# [YOUR ASSIGNMENT]
Filter the entries down to the lines containing "layer", and copy those lines.

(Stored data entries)

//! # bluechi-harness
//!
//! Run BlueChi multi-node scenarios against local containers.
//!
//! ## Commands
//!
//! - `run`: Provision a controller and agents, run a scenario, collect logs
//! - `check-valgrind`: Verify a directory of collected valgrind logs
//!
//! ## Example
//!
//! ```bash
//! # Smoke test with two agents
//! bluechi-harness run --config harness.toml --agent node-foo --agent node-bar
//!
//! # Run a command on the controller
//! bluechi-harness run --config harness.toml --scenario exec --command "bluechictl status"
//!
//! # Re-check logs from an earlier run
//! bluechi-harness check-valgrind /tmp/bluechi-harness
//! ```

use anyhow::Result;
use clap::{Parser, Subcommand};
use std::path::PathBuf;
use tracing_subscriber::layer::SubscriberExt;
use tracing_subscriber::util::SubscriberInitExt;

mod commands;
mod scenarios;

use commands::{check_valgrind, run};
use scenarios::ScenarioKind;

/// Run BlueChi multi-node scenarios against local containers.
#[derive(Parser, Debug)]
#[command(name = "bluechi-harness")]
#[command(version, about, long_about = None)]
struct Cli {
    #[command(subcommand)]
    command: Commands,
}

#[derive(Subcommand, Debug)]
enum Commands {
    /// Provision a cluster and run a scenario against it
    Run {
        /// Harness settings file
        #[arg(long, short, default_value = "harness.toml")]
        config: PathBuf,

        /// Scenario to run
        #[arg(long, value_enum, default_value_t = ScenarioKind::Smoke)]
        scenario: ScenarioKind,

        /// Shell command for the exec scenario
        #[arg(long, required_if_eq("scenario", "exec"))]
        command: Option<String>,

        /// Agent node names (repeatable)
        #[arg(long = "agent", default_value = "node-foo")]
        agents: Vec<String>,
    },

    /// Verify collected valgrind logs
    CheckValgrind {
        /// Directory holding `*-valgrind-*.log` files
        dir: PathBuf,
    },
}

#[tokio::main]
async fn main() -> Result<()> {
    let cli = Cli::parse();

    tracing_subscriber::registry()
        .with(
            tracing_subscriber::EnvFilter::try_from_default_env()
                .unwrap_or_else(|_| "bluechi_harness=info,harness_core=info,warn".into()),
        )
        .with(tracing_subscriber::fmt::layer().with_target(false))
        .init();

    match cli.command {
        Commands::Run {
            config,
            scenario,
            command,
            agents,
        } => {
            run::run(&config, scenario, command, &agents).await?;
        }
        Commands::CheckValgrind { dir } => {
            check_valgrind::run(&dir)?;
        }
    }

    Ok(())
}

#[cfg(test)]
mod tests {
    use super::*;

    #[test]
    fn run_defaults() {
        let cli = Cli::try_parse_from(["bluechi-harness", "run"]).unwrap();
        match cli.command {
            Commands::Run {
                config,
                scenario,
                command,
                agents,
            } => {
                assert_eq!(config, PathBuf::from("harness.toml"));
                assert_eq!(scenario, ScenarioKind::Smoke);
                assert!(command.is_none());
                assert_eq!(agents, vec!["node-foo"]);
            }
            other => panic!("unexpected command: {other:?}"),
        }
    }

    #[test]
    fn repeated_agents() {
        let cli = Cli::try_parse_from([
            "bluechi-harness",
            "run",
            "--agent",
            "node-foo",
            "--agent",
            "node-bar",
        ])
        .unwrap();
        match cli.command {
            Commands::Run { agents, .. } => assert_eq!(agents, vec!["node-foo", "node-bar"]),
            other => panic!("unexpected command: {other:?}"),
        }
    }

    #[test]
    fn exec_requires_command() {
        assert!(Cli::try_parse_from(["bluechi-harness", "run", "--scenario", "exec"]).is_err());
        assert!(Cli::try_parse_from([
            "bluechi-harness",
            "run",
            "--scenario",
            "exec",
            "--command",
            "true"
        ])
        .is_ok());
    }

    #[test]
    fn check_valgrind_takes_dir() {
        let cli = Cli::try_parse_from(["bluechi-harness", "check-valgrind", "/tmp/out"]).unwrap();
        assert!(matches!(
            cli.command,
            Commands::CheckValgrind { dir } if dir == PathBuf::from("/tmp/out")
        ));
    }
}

# [SOLUTION TO THE EXERCISE]
use tracing_subscriber::layer::SubscriberExt;
        .with(tracing_subscriber::fmt::layer().with_target(false))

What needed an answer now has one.